=== Begin Enclosure ===
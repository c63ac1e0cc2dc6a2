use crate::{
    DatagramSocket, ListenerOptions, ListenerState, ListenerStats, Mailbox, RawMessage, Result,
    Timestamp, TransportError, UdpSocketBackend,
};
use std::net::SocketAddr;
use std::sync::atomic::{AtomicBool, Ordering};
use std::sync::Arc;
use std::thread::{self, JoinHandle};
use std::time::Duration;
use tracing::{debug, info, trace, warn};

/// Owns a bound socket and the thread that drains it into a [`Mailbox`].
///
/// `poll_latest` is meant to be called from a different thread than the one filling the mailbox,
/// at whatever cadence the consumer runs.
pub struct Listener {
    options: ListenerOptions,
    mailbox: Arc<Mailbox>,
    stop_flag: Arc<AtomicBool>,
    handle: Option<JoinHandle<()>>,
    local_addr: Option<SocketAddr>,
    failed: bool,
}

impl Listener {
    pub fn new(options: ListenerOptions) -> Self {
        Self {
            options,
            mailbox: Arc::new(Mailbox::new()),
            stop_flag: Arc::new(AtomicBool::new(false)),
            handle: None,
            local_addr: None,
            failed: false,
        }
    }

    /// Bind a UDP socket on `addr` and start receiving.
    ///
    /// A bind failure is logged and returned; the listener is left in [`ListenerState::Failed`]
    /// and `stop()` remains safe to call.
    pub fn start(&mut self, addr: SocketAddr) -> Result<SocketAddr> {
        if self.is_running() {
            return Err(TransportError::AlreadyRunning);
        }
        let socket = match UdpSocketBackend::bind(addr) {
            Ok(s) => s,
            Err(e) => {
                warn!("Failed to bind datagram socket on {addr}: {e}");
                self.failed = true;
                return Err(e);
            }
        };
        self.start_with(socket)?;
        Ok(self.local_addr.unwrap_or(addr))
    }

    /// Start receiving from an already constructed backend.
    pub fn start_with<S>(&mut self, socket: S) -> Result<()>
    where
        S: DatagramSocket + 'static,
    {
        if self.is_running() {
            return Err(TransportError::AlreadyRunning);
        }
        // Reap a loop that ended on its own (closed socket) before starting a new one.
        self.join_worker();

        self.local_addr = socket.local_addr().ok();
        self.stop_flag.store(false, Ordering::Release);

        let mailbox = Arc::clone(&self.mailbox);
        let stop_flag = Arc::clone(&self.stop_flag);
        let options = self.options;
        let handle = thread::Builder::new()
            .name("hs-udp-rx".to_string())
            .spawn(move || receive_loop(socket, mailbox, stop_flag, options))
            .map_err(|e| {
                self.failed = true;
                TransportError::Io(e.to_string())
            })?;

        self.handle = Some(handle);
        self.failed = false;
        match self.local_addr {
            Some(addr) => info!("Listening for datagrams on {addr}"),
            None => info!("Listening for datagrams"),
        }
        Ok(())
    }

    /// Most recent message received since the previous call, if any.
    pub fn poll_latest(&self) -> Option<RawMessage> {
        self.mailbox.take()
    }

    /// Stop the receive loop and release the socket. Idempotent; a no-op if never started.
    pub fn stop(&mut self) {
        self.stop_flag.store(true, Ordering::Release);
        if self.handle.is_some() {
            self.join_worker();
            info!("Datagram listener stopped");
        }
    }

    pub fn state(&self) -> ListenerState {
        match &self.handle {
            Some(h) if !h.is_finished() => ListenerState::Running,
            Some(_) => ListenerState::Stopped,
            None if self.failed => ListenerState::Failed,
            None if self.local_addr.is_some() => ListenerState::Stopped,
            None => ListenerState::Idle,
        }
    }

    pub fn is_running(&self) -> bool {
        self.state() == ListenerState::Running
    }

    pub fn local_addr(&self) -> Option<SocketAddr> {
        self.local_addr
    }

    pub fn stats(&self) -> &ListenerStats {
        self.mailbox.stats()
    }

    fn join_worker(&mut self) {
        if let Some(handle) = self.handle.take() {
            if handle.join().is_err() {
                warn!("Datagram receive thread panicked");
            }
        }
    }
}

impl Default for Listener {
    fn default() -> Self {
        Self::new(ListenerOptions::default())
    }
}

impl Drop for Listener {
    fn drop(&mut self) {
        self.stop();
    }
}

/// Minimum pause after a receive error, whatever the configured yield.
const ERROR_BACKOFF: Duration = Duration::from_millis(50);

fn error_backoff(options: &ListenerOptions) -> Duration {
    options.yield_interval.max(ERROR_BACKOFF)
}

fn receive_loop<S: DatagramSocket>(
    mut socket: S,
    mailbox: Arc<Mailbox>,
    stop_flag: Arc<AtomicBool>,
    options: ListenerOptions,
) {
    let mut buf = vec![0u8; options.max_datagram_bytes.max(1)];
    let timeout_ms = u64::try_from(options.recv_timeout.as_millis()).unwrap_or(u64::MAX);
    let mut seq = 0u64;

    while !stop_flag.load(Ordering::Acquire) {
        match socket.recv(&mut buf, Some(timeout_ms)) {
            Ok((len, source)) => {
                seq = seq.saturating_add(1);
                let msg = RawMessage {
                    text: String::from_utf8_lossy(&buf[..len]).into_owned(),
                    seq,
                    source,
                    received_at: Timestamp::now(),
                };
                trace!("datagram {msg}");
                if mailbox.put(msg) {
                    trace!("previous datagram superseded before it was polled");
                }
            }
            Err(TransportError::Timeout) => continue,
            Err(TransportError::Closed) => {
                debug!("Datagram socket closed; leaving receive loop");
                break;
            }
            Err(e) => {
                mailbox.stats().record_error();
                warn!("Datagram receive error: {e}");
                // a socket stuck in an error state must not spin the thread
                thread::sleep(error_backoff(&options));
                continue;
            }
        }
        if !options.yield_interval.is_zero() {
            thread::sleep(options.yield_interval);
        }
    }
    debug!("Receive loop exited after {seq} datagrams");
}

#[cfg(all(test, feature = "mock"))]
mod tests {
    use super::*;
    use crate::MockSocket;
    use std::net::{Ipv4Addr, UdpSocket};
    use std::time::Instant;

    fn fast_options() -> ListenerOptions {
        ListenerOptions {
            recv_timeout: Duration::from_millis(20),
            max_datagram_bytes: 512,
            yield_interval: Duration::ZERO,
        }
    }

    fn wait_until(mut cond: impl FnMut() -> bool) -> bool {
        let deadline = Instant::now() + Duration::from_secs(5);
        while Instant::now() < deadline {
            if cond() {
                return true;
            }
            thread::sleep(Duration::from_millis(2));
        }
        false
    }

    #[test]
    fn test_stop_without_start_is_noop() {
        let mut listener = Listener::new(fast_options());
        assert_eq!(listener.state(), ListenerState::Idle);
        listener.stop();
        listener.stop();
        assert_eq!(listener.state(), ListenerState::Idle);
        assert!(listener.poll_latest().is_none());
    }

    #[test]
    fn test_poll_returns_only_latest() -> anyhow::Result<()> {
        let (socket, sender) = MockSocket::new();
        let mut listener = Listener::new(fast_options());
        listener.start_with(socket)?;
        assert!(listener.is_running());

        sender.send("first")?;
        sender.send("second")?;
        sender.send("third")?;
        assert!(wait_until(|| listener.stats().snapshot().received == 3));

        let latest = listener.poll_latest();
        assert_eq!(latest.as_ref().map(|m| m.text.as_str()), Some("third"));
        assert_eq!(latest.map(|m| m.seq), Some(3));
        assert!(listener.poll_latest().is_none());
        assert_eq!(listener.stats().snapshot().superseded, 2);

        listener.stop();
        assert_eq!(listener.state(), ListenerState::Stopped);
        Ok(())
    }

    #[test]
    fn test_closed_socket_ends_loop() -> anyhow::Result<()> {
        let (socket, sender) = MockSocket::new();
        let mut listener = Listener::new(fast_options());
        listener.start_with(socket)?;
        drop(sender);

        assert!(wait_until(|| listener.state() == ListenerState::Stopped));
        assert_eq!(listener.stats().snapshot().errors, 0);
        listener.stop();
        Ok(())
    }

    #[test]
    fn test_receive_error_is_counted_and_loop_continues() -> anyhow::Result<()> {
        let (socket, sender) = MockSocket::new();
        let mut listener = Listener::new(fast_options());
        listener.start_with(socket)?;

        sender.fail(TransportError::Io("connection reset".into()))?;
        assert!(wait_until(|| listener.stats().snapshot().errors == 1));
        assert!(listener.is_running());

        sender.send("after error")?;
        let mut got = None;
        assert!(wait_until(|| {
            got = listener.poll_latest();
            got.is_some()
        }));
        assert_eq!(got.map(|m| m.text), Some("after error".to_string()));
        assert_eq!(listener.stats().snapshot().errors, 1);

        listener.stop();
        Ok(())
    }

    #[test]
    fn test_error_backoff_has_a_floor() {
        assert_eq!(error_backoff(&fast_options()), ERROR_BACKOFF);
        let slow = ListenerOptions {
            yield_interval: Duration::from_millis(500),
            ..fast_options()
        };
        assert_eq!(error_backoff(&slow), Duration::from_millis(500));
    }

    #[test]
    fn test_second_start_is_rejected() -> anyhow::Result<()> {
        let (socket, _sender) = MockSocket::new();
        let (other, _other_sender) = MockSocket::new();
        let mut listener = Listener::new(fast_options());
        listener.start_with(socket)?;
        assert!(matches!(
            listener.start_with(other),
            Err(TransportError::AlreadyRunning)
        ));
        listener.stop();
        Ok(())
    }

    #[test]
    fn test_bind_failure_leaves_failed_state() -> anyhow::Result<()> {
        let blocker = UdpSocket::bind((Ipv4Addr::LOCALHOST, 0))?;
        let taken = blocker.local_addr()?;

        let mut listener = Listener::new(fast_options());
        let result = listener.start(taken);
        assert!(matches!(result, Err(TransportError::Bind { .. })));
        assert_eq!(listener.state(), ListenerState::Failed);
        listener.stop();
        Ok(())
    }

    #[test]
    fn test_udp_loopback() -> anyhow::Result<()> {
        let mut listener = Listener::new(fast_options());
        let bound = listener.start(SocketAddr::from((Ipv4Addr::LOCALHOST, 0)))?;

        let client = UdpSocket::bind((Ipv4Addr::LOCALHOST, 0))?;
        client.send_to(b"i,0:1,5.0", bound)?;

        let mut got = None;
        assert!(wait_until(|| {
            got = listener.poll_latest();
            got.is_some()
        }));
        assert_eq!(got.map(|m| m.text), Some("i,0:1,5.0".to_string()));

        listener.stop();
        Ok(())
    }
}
=== End Enclosure ===
=== Begin Enclosure ===
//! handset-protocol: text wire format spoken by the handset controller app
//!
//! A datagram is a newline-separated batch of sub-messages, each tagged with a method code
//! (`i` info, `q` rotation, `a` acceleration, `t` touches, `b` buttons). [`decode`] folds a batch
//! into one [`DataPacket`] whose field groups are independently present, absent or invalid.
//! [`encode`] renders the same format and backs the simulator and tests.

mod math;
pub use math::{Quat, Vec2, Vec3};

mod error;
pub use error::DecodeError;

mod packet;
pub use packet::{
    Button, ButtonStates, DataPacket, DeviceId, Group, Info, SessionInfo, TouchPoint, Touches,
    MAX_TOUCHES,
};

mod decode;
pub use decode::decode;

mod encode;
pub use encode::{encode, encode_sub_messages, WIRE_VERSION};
=== End Enclosure ===
=== Begin Enclosure ===
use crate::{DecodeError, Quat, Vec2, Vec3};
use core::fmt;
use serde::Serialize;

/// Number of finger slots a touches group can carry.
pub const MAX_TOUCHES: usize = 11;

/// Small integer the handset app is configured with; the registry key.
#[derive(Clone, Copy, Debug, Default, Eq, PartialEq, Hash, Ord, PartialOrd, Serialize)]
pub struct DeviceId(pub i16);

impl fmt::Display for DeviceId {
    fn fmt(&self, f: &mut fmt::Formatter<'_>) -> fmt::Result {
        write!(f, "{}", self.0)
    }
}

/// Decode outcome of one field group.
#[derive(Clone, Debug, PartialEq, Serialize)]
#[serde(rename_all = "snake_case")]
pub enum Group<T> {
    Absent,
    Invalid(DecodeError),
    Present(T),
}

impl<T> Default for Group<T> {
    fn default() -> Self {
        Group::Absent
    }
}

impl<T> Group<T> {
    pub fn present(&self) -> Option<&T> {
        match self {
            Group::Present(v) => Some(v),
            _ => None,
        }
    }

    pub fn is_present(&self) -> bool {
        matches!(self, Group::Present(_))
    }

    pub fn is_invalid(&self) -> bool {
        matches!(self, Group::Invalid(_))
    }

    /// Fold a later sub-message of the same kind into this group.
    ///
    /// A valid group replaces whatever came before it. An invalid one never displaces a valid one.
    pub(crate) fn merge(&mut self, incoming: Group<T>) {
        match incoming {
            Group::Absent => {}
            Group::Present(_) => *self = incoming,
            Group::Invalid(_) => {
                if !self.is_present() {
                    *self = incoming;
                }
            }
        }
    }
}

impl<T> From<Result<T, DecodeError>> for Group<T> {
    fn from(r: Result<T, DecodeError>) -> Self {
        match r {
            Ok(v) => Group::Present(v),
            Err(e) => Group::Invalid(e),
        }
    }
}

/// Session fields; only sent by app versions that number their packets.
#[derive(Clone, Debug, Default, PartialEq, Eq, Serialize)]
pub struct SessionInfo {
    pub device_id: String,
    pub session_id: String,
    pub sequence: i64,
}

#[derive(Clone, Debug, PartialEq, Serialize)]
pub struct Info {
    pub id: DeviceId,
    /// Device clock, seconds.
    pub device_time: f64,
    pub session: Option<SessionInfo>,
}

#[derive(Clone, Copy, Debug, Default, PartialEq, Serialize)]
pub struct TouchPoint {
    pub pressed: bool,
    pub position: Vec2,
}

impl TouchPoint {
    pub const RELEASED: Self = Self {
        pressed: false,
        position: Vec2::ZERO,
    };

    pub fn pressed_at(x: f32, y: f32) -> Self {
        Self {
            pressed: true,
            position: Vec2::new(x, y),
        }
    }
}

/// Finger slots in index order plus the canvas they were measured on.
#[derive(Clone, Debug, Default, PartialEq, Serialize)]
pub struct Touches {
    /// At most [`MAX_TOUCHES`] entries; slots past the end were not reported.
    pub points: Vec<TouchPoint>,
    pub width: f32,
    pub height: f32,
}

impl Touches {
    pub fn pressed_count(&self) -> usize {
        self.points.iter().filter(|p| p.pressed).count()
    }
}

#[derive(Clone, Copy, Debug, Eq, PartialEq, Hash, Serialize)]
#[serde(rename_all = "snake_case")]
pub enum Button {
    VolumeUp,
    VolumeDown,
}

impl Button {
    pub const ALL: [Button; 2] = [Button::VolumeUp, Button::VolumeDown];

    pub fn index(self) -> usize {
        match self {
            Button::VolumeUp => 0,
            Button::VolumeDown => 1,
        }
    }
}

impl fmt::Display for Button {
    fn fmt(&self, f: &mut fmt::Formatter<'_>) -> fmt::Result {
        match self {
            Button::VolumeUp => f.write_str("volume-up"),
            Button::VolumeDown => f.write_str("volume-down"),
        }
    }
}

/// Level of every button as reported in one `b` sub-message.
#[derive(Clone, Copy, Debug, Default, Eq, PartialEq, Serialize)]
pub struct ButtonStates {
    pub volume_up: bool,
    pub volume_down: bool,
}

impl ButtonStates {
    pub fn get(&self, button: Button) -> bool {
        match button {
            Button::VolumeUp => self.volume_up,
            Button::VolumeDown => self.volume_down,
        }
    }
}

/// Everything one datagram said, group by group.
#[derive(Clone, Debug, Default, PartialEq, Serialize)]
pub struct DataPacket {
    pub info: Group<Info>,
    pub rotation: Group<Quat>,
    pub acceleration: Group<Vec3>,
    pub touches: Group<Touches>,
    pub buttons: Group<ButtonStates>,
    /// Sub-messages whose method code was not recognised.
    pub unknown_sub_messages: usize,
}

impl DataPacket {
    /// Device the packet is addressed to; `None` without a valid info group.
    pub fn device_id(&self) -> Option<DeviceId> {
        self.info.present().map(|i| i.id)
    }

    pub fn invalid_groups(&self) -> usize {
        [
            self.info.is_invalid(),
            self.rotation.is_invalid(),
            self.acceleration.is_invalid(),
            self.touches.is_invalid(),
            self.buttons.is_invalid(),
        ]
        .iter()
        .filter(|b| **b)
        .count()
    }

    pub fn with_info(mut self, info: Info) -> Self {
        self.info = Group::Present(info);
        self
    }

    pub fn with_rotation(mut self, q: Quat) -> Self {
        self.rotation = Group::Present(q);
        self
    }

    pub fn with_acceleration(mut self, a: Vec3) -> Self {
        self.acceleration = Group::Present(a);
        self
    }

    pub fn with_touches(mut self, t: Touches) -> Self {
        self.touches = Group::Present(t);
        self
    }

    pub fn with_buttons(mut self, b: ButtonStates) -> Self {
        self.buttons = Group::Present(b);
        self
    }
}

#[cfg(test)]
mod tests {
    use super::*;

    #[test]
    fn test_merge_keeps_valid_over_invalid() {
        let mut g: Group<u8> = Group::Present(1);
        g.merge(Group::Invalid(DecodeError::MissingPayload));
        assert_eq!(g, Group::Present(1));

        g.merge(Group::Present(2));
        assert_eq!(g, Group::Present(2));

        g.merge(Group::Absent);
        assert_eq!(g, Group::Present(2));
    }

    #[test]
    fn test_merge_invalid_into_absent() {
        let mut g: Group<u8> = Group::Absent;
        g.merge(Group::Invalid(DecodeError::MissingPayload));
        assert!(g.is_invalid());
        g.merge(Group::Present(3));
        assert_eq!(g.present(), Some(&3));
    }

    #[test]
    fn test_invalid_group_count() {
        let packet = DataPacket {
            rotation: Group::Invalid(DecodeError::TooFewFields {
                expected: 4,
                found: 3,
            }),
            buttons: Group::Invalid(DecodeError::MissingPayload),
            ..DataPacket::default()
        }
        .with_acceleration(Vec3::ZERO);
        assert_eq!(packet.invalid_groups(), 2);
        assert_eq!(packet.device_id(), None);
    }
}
=== End Enclosure ===
PROBLEM REQUIREMENTS: Only a number is wanted here: how many lines in the data above include the string "were"?

COMPLETED TASK: 2